A dissertation can be connected to a future career move, or around focus topics in the ‘real’ and non-academic world, however, more importantly it is first and foremost a work of academic research. Therefore you have to find the right balance of personal interest, and what is available to study. This means that you will have to be realistic about what is achievable within the time you have to complete your dissertation. There could be many areas that may hold your interest, and you think are worthy of researching, but ultimately a dissertation must be attainable.

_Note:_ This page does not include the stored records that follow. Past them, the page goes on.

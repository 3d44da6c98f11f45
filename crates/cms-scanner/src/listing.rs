//! Per-directory listings for the differential rescan check.
//!
//! After a scan, the listing of every visited directory is cached. When a
//! watch reports a change in a directory, its current listing is compared
//! against the cached one; a full rescan is only needed if they differ.
//! Content edits to existing files leave the listing unchanged.

use camino::{Utf8Path, Utf8PathBuf};
use parking_lot::RwLock;
use rustc_hash::FxHashMap;

/// Returns the sorted entry names of `dir`.
///
/// Unreadable directories and non-UTF-8 names yield an empty or partial
/// listing.
#[must_use]
pub fn directory_entries(dir: &Utf8Path) -> Vec<String> {
    let Ok(read_dir) = dir.read_dir_utf8() else {
        return Vec::new();
    };
    let mut names: Vec<String> = read_dir
        .filter_map(Result::ok)
        .map(|entry| entry.file_name().to_owned())
        .collect();
    names.sort_unstable();
    names
}

/// Cache of directory listings from the last scan.
///
/// # Examples
///
/// ```
/// use cms_scanner::DirectoryListingCache;
/// use camino::Utf8Path;
///
/// let cache = DirectoryListingCache::new();
/// let dir = Utf8Path::new("/p/src");
/// cache.record(dir, vec!["a.cpp".into(), "b.cpp".into()]);
///
/// assert!(!cache.needs_rescan(dir, &["a.cpp".into(), "b.cpp".into()]));
/// assert!(cache.needs_rescan(dir, &["a.cpp".into()]));
/// assert!(cache.needs_rescan(Utf8Path::new("/p/other"), &[]));
/// ```
#[derive(Debug, Default)]
pub struct DirectoryListingCache {
    listings: RwLock<FxHashMap<Utf8PathBuf, Vec<String>>>,
}

impl DirectoryListingCache {
    /// Creates an empty cache.
    #[inline]
    #[must_use]
    pub fn new() -> Self {
        Self::default()
    }

    /// Stores the listing of `dir`; `entries` is sorted first.
    pub fn record(&self, dir: &Utf8Path, mut entries: Vec<String>) {
        entries.sort_unstable();
        self.listings.write().insert(dir.to_owned(), entries);
    }

    /// Reads and stores the listing of `dir`.
    pub fn record_from_disk(&self, dir: &Utf8Path) {
        self.record(dir, directory_entries(dir));
    }

    /// Returns `true` if `current` (sorted) differs from the cached listing,
    /// or nothing is cached for `dir`.
    #[must_use]
    pub fn needs_rescan(&self, dir: &Utf8Path, current: &[String]) -> bool {
        self.listings
            .read()
            .get(dir)
            .is_none_or(|cached| cached.as_slice() != current)
    }

    /// Compares `dir` on disk against the cached listing.
    #[must_use]
    pub fn needs_rescan_from_disk(&self, dir: &Utf8Path) -> bool {
        self.needs_rescan(dir, &directory_entries(dir))
    }

    /// Returns the cached directories.
    #[must_use]
    pub fn directories(&self) -> Vec<Utf8PathBuf> {
        self.listings.read().keys().cloned().collect()
    }

    /// Returns the number of cached directories.
    #[must_use]
    pub fn len(&self) -> usize {
        self.listings.read().len()
    }

    /// Returns `true` if nothing is cached.
    #[must_use]
    pub fn is_empty(&self) -> bool {
        self.listings.read().is_empty()
    }

    /// Drops every listing.
    pub fn clear(&self) {
        self.listings.write().clear();
    }
}

#[cfg(test)]
mod tests {
    use super::*;

    #[test]
    fn test_content_edit_needs_no_rescan() {
        let dir = tempfile::TempDir::new().unwrap();
        let root = Utf8Path::from_path(dir.path()).unwrap();
        std::fs::write(root.join("a.cpp"), "int a;").unwrap();

        let cache = DirectoryListingCache::new();
        cache.record_from_disk(root);
        std::fs::write(root.join("a.cpp"), "int a = 1;").unwrap();
        assert!(!cache.needs_rescan_from_disk(root));

        std::fs::write(root.join("b.cpp"), "int b;").unwrap();
        assert!(cache.needs_rescan_from_disk(root));
    }

    #[test]
    fn test_directory_entries_sorted() {
        let dir = tempfile::TempDir::new().unwrap();
        let root = Utf8Path::from_path(dir.path()).unwrap();
        std::fs::write(root.join("z.h"), "").unwrap();
        std::fs::create_dir(root.join("m")).unwrap();
        std::fs::write(root.join("a.h"), "").unwrap();
        assert_eq!(directory_entries(root), ["a.h", "m", "z.h"]);
        assert!(directory_entries(&root.join("missing")).is_empty());
    }
}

In addition, you have to be flexible. It is inevitable that your dissertation will change during the course of undertaking it, as you read more literature and discover new research ideas. Being flexible is important in the research process, and is good academic practice but it does not mean that the areas you have worked on already have been a waste of time. They will have helped shaped your research direction, and can also be used as part of your literature review if still relevant.

Finally, it is also important to keep checking the topics and ideas that you are considering with your supervisor, as he or she can guide you in the early stages,  particularly whether your dissertation topic is achievable, and he/she can also provide you with connected areas of research,  key authors and useful sources. This dialogue  is something you should also try to initiate as early as possible.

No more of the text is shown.